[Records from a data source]
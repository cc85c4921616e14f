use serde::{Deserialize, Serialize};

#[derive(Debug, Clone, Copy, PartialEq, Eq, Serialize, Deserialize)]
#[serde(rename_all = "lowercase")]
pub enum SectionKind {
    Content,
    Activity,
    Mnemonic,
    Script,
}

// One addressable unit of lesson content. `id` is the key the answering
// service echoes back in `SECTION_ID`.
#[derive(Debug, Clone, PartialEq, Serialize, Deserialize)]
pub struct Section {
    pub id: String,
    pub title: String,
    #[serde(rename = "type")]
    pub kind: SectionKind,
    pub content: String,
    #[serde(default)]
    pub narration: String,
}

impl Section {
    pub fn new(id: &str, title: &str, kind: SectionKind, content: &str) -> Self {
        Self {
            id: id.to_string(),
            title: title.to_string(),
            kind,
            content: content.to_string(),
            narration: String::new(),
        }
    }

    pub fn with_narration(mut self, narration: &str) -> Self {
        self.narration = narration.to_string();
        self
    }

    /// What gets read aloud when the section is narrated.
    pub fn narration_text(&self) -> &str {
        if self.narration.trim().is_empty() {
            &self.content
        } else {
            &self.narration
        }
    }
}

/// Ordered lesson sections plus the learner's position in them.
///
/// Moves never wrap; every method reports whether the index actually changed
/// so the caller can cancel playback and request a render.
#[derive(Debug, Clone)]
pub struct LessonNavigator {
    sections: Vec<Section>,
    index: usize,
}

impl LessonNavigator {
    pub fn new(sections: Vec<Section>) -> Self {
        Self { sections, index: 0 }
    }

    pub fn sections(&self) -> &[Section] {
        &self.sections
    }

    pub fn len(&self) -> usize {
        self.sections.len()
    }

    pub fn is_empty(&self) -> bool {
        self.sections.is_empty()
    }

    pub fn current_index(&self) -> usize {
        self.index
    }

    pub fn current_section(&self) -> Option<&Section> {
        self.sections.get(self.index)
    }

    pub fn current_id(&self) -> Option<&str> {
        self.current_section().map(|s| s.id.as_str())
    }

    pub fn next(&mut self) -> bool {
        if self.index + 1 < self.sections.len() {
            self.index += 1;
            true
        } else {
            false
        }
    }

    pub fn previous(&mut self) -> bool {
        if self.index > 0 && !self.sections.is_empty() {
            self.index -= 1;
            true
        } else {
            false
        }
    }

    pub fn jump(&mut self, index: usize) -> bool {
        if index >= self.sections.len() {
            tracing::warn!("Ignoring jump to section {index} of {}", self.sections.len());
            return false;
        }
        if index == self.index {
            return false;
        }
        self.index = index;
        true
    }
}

* * *

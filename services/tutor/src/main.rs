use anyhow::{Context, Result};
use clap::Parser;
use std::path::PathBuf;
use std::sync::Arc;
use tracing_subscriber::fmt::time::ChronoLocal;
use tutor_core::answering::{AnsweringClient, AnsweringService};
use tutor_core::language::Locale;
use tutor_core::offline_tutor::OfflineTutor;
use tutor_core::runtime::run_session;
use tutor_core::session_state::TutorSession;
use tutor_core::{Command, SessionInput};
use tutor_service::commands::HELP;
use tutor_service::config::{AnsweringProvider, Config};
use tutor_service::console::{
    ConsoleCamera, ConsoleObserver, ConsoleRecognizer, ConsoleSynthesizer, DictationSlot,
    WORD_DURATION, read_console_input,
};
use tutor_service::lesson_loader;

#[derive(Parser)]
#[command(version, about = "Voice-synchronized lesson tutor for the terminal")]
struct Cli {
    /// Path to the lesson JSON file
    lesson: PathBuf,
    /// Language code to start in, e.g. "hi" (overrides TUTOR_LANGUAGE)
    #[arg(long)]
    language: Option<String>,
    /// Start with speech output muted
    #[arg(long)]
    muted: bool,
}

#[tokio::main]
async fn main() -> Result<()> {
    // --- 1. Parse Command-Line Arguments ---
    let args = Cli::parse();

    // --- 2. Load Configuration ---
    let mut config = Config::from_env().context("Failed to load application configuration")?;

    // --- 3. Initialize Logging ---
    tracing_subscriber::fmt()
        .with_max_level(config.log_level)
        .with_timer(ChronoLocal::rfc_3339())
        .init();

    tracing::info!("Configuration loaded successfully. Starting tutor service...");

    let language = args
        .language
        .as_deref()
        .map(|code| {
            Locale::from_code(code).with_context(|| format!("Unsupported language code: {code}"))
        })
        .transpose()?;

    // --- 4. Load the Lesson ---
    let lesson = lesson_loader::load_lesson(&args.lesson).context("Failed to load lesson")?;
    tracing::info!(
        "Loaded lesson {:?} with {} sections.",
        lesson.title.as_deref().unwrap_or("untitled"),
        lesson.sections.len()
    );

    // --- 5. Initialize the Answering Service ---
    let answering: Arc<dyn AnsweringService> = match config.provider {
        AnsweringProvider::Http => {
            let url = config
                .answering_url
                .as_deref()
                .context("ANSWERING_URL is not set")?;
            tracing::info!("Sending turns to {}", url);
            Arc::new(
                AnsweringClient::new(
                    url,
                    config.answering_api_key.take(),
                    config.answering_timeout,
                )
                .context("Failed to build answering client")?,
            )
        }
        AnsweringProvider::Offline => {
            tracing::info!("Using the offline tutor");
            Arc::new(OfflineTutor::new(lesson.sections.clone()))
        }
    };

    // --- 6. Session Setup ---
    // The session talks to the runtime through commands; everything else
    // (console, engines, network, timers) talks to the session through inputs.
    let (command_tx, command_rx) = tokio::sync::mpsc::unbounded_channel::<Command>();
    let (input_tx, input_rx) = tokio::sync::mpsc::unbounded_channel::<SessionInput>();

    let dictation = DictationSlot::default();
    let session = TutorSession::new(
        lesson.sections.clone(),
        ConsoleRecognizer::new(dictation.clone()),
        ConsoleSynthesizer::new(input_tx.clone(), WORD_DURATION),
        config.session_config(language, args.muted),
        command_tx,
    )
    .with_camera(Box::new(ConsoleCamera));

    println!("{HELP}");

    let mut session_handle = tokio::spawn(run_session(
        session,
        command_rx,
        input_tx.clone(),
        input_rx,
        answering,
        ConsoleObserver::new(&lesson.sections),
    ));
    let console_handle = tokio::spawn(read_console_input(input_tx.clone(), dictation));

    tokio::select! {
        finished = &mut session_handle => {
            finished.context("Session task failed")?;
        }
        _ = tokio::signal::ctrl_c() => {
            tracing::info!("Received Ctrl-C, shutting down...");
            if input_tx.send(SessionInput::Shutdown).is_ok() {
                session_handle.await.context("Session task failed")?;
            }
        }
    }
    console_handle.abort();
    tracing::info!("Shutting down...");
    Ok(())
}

_Work request:_ Write only the number of lines in the entries where the string "impl" occurs.

_Your solution:_ 2